DATA FOR REVIEW ->

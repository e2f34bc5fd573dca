use std::collections::{HashMap, HashSet};
use std::net::SocketAddr;
use std::sync::{Arc, Mutex, RwLock};

use cxo_crypto::PubKey;
use cxo_protocol::MsgCodec;
use cxo_skyobject::{Container, ContainerEvent, Root};
use serde::{Deserialize, Serialize};
use tokio::net::{TcpListener, TcpStream};
use tokio::sync::{broadcast, mpsc, oneshot, watch};
use tokio::task::JoinSet;
use tracing::{debug, info, warn};
use uuid::Uuid;

use crate::config::NodeConfig;
use crate::conn::{Conn, Control};
use crate::error::{SyncError, SyncResult};
use crate::transport::{local_pair, tcp_wire, Wire};

/// Summary of a live connection.
#[derive(Clone, Debug, PartialEq, Eq, Serialize, Deserialize)]
pub struct ConnectionInfo {
    pub id: Uuid,
    pub remote: String,
    /// `true` if this node opened the connection.
    pub initiator: bool,
}

pub(crate) struct ConnHandle {
    pub(crate) info: ConnectionInfo,
    pub(crate) control: mpsc::Sender<Control>,
}

/// Which connection is filling the newest wanted Root of a feed.
#[derive(Clone, Copy, Debug)]
struct Claim {
    conn: Uuid,
    seq: u64,
}

pub(crate) struct Shared {
    pub(crate) container: Container,
    pub(crate) config: NodeConfig,
    pub(crate) codec: MsgCodec,
    conns: Mutex<HashMap<Uuid, ConnHandle>>,
    /// Feeds this node replicates from peers.
    subscriptions: RwLock<HashSet<PubKey>>,
    /// Connections known to carry a feed.
    feed_peers: Mutex<HashMap<PubKey, HashSet<Uuid>>>,
    claims: Mutex<HashMap<PubKey, Claim>>,
    pub(crate) shutdown: watch::Receiver<bool>,
    shutdown_tx: watch::Sender<bool>,
    tasks: Mutex<JoinSet<()>>,
}

impl Shared {
    /// Run `fut` as a node task; [`Node::close`] waits for it.
    pub(crate) fn spawn<F>(&self, fut: F)
    where
        F: std::future::Future<Output = ()> + Send + 'static,
    {
        self.tasks.lock().expect("lock poisoned").spawn(fut);
    }

    pub(crate) fn is_subscribed(&self, feed: &PubKey) -> bool {
        self.subscriptions
            .read()
            .expect("lock poisoned")
            .contains(feed)
    }

    pub(crate) fn subscriptions(&self) -> Vec<PubKey> {
        self.subscriptions
            .read()
            .expect("lock poisoned")
            .iter()
            .copied()
            .collect()
    }

    pub(crate) fn register(&self, handle: ConnHandle) {
        self.conns
            .lock()
            .expect("lock poisoned")
            .insert(handle.info.id, handle);
    }

    /// Forget a finished connection.
    pub(crate) fn unregister(&self, id: Uuid) {
        self.conns.lock().expect("lock poisoned").remove(&id);
        let mut peers = self.feed_peers.lock().expect("lock poisoned");
        for set in peers.values_mut() {
            set.remove(&id);
        }
        peers.retain(|_, set| !set.is_empty());
    }

    pub(crate) fn add_feed_peer(&self, feed: PubKey, conn: Uuid) {
        self.feed_peers
            .lock()
            .expect("lock poisoned")
            .entry(feed)
            .or_default()
            .insert(conn);
    }

    pub(crate) fn remove_feed_peer(&self, feed: &PubKey, conn: Uuid) {
        if let Some(set) = self.feed_peers.lock().expect("lock poisoned").get_mut(feed) {
            set.remove(&conn);
        }
    }

    /// Claim the filling of `root` for `conn`. Fails if another connection
    /// already fills this or a newer Root of the feed.
    pub(crate) fn try_claim(&self, root: &Root, conn: Uuid) -> bool {
        let mut claims = self.claims.lock().expect("lock poisoned");
        match claims.get(&root.pub_key) {
            Some(c) if c.conn != conn && c.seq >= root.seq => false,
            _ => {
                claims.insert(root.pub_key, Claim { conn, seq: root.seq });
                true
            }
        }
    }

    pub(crate) fn release_claim(&self, root: &Root, conn: Uuid) {
        let mut claims = self.claims.lock().expect("lock poisoned");
        if let Some(c) = claims.get(&root.pub_key) {
            if c.conn == conn && c.seq == root.seq {
                claims.remove(&root.pub_key);
            }
        }
    }

    /// Hand a Root that `tried` could not fill to another connection of the
    /// same feed.
    pub(crate) async fn failover(&self, root: Root, tried: Vec<Uuid>) {
        let candidate = {
            let peers = self.feed_peers.lock().expect("lock poisoned");
            let found = peers
                .get(&root.pub_key)
                .and_then(|set| set.iter().find(|id| !tried.contains(id)).copied());
            found
        };
        let target = candidate.and_then(|id| {
            let conns = self.conns.lock().expect("lock poisoned");
            let control = conns.get(&id).map(|h| h.control.clone());
            control.map(|c| (id, c))
        });

        match target {
            Some((id, control)) => {
                self.claims
                    .lock()
                    .expect("lock poisoned")
                    .insert(root.pub_key, Claim { conn: id, seq: root.seq });
                info!(root = %root, to = %id, "failing over root");
                if control.send(Control::Fill { root, tried }).await.is_err() {
                    debug!(to = %id, "failover target went away");
                }
            }
            None => {
                let mut claims = self.claims.lock().expect("lock poisoned");
                if claims.get(&root.pub_key).is_some_and(|c| c.seq == root.seq) {
                    claims.remove(&root.pub_key);
                }
                warn!(root = %root, tried = tried.len(), "no peer left to fill root");
            }
        }
    }

    fn controls(&self) -> Vec<mpsc::Sender<Control>> {
        self.conns
            .lock()
            .expect("lock poisoned")
            .values()
            .map(|h| h.control.clone())
            .collect()
    }

    /// Send `make()` to every live connection.
    async fn broadcast(&self, make: impl Fn() -> Control) {
        for control in self.controls() {
            // A closing connection may already be gone.
            let _ = control.send(make()).await;
        }
    }
}

/// A replicating peer: a Container plus its connections.
///
/// Cheap to clone. Must be created inside a tokio runtime.
#[derive(Clone)]
pub struct Node {
    shared: Arc<Shared>,
}

impl Node {
    pub fn new(container: Container, config: NodeConfig) -> SyncResult<Self> {
        config.validate()?;
        let (shutdown_tx, shutdown) = watch::channel(false);
        let node = Self {
            shared: Arc::new(Shared {
                codec: MsgCodec::new(config.max_message_size),
                container,
                config,
                conns: Mutex::default(),
                subscriptions: RwLock::default(),
                feed_peers: Mutex::default(),
                claims: Mutex::default(),
                shutdown,
                shutdown_tx,
                tasks: Mutex::new(JoinSet::new()),
            }),
        };
        node.spawn_event_loop();
        Ok(node)
    }

    /// Listen, connect to the configured peers and subscribe to the
    /// configured feeds. Returns the bound address, if any.
    pub async fn start(&self) -> SyncResult<Option<SocketAddr>> {
        for feed in self.shared.config.feed_keys()? {
            self.subscribe(feed).await?;
        }
        let bound = match self.shared.config.listen {
            Some(addr) => Some(self.listen(addr).await?),
            None => None,
        };
        for addr in self.shared.config.peers.clone() {
            if let Err(e) = self.connect(addr).await {
                warn!(peer = %addr, error = %e, "could not connect to peer");
            }
        }
        Ok(bound)
    }

    pub fn container(&self) -> &Container {
        &self.shared.container
    }

    pub fn config(&self) -> &NodeConfig {
        &self.shared.config
    }

    /// Forward newly full Roots to the connections whose peers subscribed.
    fn spawn_event_loop(&self) {
        let shared = self.shared.clone();
        let mut events = shared.container.subscribe_events();
        let mut shutdown = shared.shutdown.clone();
        self.shared.spawn(async move {
            loop {
                tokio::select! {
                    _ = shutdown.changed() => break,
                    event = events.recv() => match event {
                        Ok(ContainerEvent::RootFilled(root)) => {
                            shared.broadcast(|| Control::Publish(root.clone())).await;
                        }
                        Ok(_) => {}
                        Err(broadcast::error::RecvError::Lagged(n)) => {
                            warn!(skipped = n, "container events lagged");
                        }
                        Err(broadcast::error::RecvError::Closed) => break,
                    },
                }
            }
        });
    }

    // -----------------------------------------------------------------------
    // Connections
    // -----------------------------------------------------------------------

    /// Accept TCP connections on `addr`. Returns the bound address.
    pub async fn listen(&self, addr: SocketAddr) -> SyncResult<SocketAddr> {
        let listener = TcpListener::bind(addr).await?;
        let local = listener.local_addr()?;
        info!(addr = %local, "listening");

        let node = self.clone();
        let mut shutdown = self.shared.shutdown.clone();
        self.shared.spawn(async move {
            loop {
                tokio::select! {
                    _ = shutdown.changed() => break,
                    accepted = listener.accept() => match accepted {
                        Ok((stream, peer)) => {
                            debug!(peer = %peer, "accepted connection");
                            let wire = node.wrap(stream);
                            node.spawn_connection(wire, false, None);
                        }
                        Err(e) => warn!(error = %e, "accept failed"),
                    },
                }
            }
        });
        Ok(local)
    }

    /// Connect to a TCP peer and complete the handshake.
    pub async fn connect(&self, addr: SocketAddr) -> SyncResult<Uuid> {
        let stream = TcpStream::connect(addr).await?;
        let wire = self.wrap(stream);
        self.attach(wire, true).await
    }

    /// Connect to another in-process node.
    pub async fn connect_local(&self, other: &Node) -> SyncResult<Uuid> {
        let (ours, theirs) = local_pair(self.shared.config.queue_capacity);
        other.spawn_connection(theirs, false, None);
        self.attach(ours, true).await
    }

    /// Run a connection over `wire`. Returns once the handshake is done.
    pub async fn attach(&self, wire: Wire, initiator: bool) -> SyncResult<Uuid> {
        let (ready_tx, ready_rx) = oneshot::channel();
        let id = self.spawn_connection(wire, initiator, Some(ready_tx));
        match ready_rx.await {
            Ok(Ok(())) => Ok(id),
            Ok(Err(e)) => Err(e),
            Err(_) => Err(SyncError::Disconnected),
        }
    }

    fn wrap(&self, stream: TcpStream) -> Wire {
        tcp_wire(stream, self.shared.codec, self.shared.config.queue_capacity)
    }

    fn spawn_connection(
        &self,
        wire: Wire,
        initiator: bool,
        ready: Option<oneshot::Sender<SyncResult<()>>>,
    ) -> Uuid {
        let id = Uuid::now_v7();
        let conn = Conn::new(id, self.shared.clone(), wire, initiator);
        self.shared.spawn(conn.run(ready));
        id
    }

    pub fn connections(&self) -> Vec<ConnectionInfo> {
        let mut list: Vec<ConnectionInfo> = self
            .shared
            .conns
            .lock()
            .expect("lock poisoned")
            .values()
            .map(|h| h.info.clone())
            .collect();
        list.sort_by_key(|c| c.id);
        list
    }

    fn control(&self, id: Uuid) -> SyncResult<mpsc::Sender<Control>> {
        self.shared
            .conns
            .lock()
            .expect("lock poisoned")
            .get(&id)
            .map(|h| h.control.clone())
            .ok_or(SyncError::ConnectionNotFound(id))
    }

    /// Close one connection.
    pub async fn disconnect(&self, id: Uuid) -> SyncResult<()> {
        self.control(id)?
            .send(Control::Close)
            .await
            .map_err(|_| SyncError::ConnectionNotFound(id))
    }

    /// Ask a peer which feeds it carries.
    pub async fn list_feeds(&self, id: Uuid) -> SyncResult<Vec<PubKey>> {
        let (tx, rx) = oneshot::channel();
        self.control(id)?
            .send(Control::ListFeeds(tx))
            .await
            .map_err(|_| SyncError::ConnectionNotFound(id))?;
        match tokio::time::timeout(self.shared.config.request_timeout(), rx).await {
            Ok(Ok(result)) => result,
            Ok(Err(_)) => Err(SyncError::Disconnected),
            Err(_) => Err(SyncError::Timeout("feed list".into())),
        }
    }

    /// Connections currently known to carry `feed`.
    pub fn peers_of(&self, feed: &PubKey) -> Vec<Uuid> {
        self.shared
            .feed_peers
            .lock()
            .expect("lock poisoned")
            .get(feed)
            .map(|set| set.iter().copied().collect())
            .unwrap_or_default()
    }

    // -----------------------------------------------------------------------
    // Subscriptions
    // -----------------------------------------------------------------------

    /// Track `feed` and replicate it from every connected peer.
    pub async fn subscribe(&self, feed: PubKey) -> SyncResult<()> {
        self.shared.container.add_feed(feed)?;
        let added = self
            .shared
            .subscriptions
            .write()
            .expect("lock poisoned")
            .insert(feed);
        if added {
            info!(feed = %feed.short_hex(), "subscribed");
            self.shared.broadcast(|| Control::Subscribe(feed)).await;
        }
        Ok(())
    }

    /// Stop replicating `feed`. Its Roots stay in the Container.
    pub async fn unsubscribe(&self, feed: PubKey) -> SyncResult<()> {
        let removed = self
            .shared
            .subscriptions
            .write()
            .expect("lock poisoned")
            .remove(&feed);
        if removed {
            info!(feed = %feed.short_hex(), "unsubscribed");
            self.shared.broadcast(|| Control::Unsubscribe(feed)).await;
        }
        Ok(())
    }

    pub fn subscriptions(&self) -> Vec<PubKey> {
        let mut feeds = self.shared.subscriptions();
        feeds.sort();
        feeds
    }

    /// Stop every task and wait for them, then flush the Container.
    pub async fn close(&self) -> SyncResult<()> {
        let _ = self.shared.shutdown_tx.send(true);
        // Tasks may spawn more tasks while winding down.
        loop {
            let mut tasks = std::mem::take(&mut *self.shared.tasks.lock().expect("lock poisoned"));
            if tasks.is_empty() {
                break;
            }
            while tasks.join_next().await.is_some() {}
        }
        self.shared.container.close()?;
        info!("node closed");
        Ok(())
    }
}

impl std::fmt::Debug for Node {
    fn fmt(&self, f: &mut std::fmt::Formatter<'_>) -> std::fmt::Result {
        f.debug_struct("Node")
            .field("connections", &self.shared.conns.lock().expect("lock poisoned").len())
            .field("subscriptions", &self.shared.subscriptions().len())
            .finish()
    }
}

TO DO ->
Each line above that contains the word "true" should be copied.

RESULT OF THE EXERCISE ->
    /// `true` if this node opened the connection.
                true
        self.attach(wire, true).await
        self.attach(ours, true).await
        let _ = self.shared.shutdown_tx.send(true);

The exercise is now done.